//! Row models.
//!
//! Each submodule contains `FromRow` structs matching the database rows and
//! conversions into the `hmsnova_core` domain graph.

pub mod sja;
//! Greedy word wrapping.
//!
//! Two strategies share the same greedy accumulation: a fixed character
//! budget (the historical report layout, 80 characters per line) and a
//! measured width supplied by the caller's font metrics.

/// Character budget used by the report's paragraph layout.
pub const DEFAULT_WRAP_CHARS: usize = 80;

/// How paragraphs are broken into lines.
#[derive(Debug, Clone, Copy, PartialEq, Eq)]
pub enum WrapMode {
    /// Break when a line would exceed this many characters.
    Characters(usize),
    /// Break when a line would exceed the available width in points.
    Measured,
}

impl Default for WrapMode {
    fn default() -> Self {
        Self::Characters(DEFAULT_WRAP_CHARS)
    }
}

impl WrapMode {
    /// Parse `chars`, `chars:<n>` or `measured`.
    pub fn parse(raw: &str) -> Option<Self> {
        let raw = raw.trim().to_lowercase();
        match raw.as_str() {
            "measured" => Some(Self::Measured),
            "chars" | "characters" => Some(Self::default()),
            other => other
                .strip_prefix("chars:")
                .and_then(|n| n.parse().ok())
                .filter(|n: &usize| *n > 0)
                .map(Self::Characters),
        }
    }
}

/// Wrap `text` so that no line exceeds `max_chars` characters.
///
/// Explicit newlines start a new paragraph. A single word longer than the
/// budget is kept whole on its own line.
pub fn wrap_by_chars(text: &str, max_chars: usize) -> Vec<String> {
    wrap_with(text, |line| line.chars().count() as f32, max_chars as f32)
}

/// Wrap `text` so that no line's measured width exceeds `max_width`.
pub fn wrap_by_width<F>(text: &str, max_width: f32, measure: F) -> Vec<String>
where
    F: Fn(&str) -> f32,
{
    wrap_with(text, measure, max_width)
}

fn wrap_with<F>(text: &str, measure: F, limit: f32) -> Vec<String>
where
    F: Fn(&str) -> f32,
{
    let mut lines = Vec::new();
    for paragraph in text.lines() {
        let mut current = String::new();
        for word in paragraph.split_whitespace() {
            if current.is_empty() {
                current.push_str(word);
                continue;
            }
            let candidate = format!("{current} {word}");
            if measure(&candidate) > limit {
                lines.push(std::mem::take(&mut current));
                current.push_str(word);
            } else {
                current = candidate;
            }
        }
        if !current.is_empty() {
            lines.push(current);
        }
    }
    lines
}
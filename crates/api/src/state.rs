use std::sync::Arc;

use hmsnova_core::source::SjaRecordSource;
use hmsnova_report::SjaReportGenerator;

use crate::config::ServerConfig;

/// Shared application state available to all Axum handlers via `State<AppState>`.
///
/// This is cheaply cloneable (inner data is behind `Arc` or is already `Clone`).
#[derive(Clone)]
pub struct AppState {
    /// Database connection pool.
    pub pool: hmsnova_db::DbPool,
    /// Server configuration.
    pub config: Arc<ServerConfig>,
    /// Where SJA record graphs are loaded from when a request does not carry one.
    pub records: Arc<dyn SjaRecordSource>,
    /// PDF generator, configured once from `config`.
    pub reports: Arc<SjaReportGenerator>,
}

impl AppState {
    /// State backed by Postgres for record loading.
    pub fn new(pool: hmsnova_db::DbPool, config: ServerConfig) -> Self {
        let records = Arc::new(hmsnova_db::source::PgSjaSource::new(pool.clone()));
        Self::with_source(pool, config, records)
    }

    /// State with an explicit record source.
    pub fn with_source(
        pool: hmsnova_db::DbPool,
        config: ServerConfig,
        records: Arc<dyn SjaRecordSource>,
    ) -> Self {
        let reports = Arc::new(SjaReportGenerator::new(
            config.icon_dir.clone(),
            config.wrap_mode,
        ));
        Self {
            pool,
            config: Arc::new(config),
            records,
            reports,
        }
    }
}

- **ABOUT THIS TASK**: Transcribe the entries above exactly.

- **THE COMPLETED TASK**:
//! Row models.
//!
//! Each submodule contains `FromRow` structs matching the database rows and
//! conversions into the `hmsnova_core` domain graph.

pub mod sja;
//! Greedy word wrapping.
//!
//! Two strategies share the same greedy accumulation: a fixed character
//! budget (the historical report layout, 80 characters per line) and a
//! measured width supplied by the caller's font metrics.

/// Character budget used by the report's paragraph layout.
pub const DEFAULT_WRAP_CHARS: usize = 80;

/// How paragraphs are broken into lines.
#[derive(Debug, Clone, Copy, PartialEq, Eq)]
pub enum WrapMode {
    /// Break when a line would exceed this many characters.
    Characters(usize),
    /// Break when a line would exceed the available width in points.
    Measured,
}

impl Default for WrapMode {
    fn default() -> Self {
        Self::Characters(DEFAULT_WRAP_CHARS)
    }
}

impl WrapMode {
    /// Parse `chars`, `chars:<n>` or `measured`.
    pub fn parse(raw: &str) -> Option<Self> {
        let raw = raw.trim().to_lowercase();
        match raw.as_str() {
            "measured" => Some(Self::Measured),
            "chars" | "characters" => Some(Self::default()),
            other => other
                .strip_prefix("chars:")
                .and_then(|n| n.parse().ok())
                .filter(|n: &usize| *n > 0)
                .map(Self::Characters),
        }
    }
}

/// Wrap `text` so that no line exceeds `max_chars` characters.
///
/// Explicit newlines start a new paragraph. A single word longer than the
/// budget is kept whole on its own line.
pub fn wrap_by_chars(text: &str, max_chars: usize) -> Vec<String> {
    wrap_with(text, |line| line.chars().count() as f32, max_chars as f32)
}

/// Wrap `text` so that no line's measured width exceeds `max_width`.
pub fn wrap_by_width<F>(text: &str, max_width: f32, measure: F) -> Vec<String>
where
    F: Fn(&str) -> f32,
{
    wrap_with(text, measure, max_width)
}

fn wrap_with<F>(text: &str, measure: F, limit: f32) -> Vec<String>
where
    F: Fn(&str) -> f32,
{
    let mut lines = Vec::new();
    for paragraph in text.lines() {
        let mut current = String::new();
        for word in paragraph.split_whitespace() {
            if current.is_empty() {
                current.push_str(word);
                continue;
            }
            let candidate = format!("{current} {word}");
            if measure(&candidate) > limit {
                lines.push(std::mem::take(&mut current));
                current.push_str(word);
            } else {
                current = candidate;
            }
        }
        if !current.is_empty() {
            lines.push(current);
        }
    }
    lines
}
filename crates/api/src/state.rs
use std::sync::Arc;

use hmsnova_core::source::SjaRecordSource;
use hmsnova_report::SjaReportGenerator;

use crate::config::ServerConfig;

/// Shared application state available to all Axum handlers via `State<AppState>`.
///
/// This is cheaply cloneable (inner data is behind `Arc` or is already `Clone`).
#[derive(Clone)]
pub struct AppState {
    /// Database connection pool.
    pub pool: hmsnova_db::DbPool,
    /// Server configuration.
    pub config: Arc<ServerConfig>,
    /// Where SJA record graphs are loaded from when a request does not carry one.
    pub records: Arc<dyn SjaRecordSource>,
    /// PDF generator, configured once from `config`.
    pub reports: Arc<SjaReportGenerator>,
}

impl AppState {
    /// State backed by Postgres for record loading.
    pub fn new(pool: hmsnova_db::DbPool, config: ServerConfig) -> Self {
        let records = Arc::new(hmsnova_db::source::PgSjaSource::new(pool.clone()));
        Self::with_source(pool, config, records)
    }

    /// State with an explicit record source.
    pub fn with_source(
        pool: hmsnova_db::DbPool,
        config: ServerConfig,
        records: Arc<dyn SjaRecordSource>,
    ) -> Self {
        let reports = Arc::new(SjaReportGenerator::new(
            config.icon_dir.clone(),
            config.wrap_mode,
        ));
        Self {
            pool,
            config: Arc::new(config),
            records,
            reports,
        }
    }
}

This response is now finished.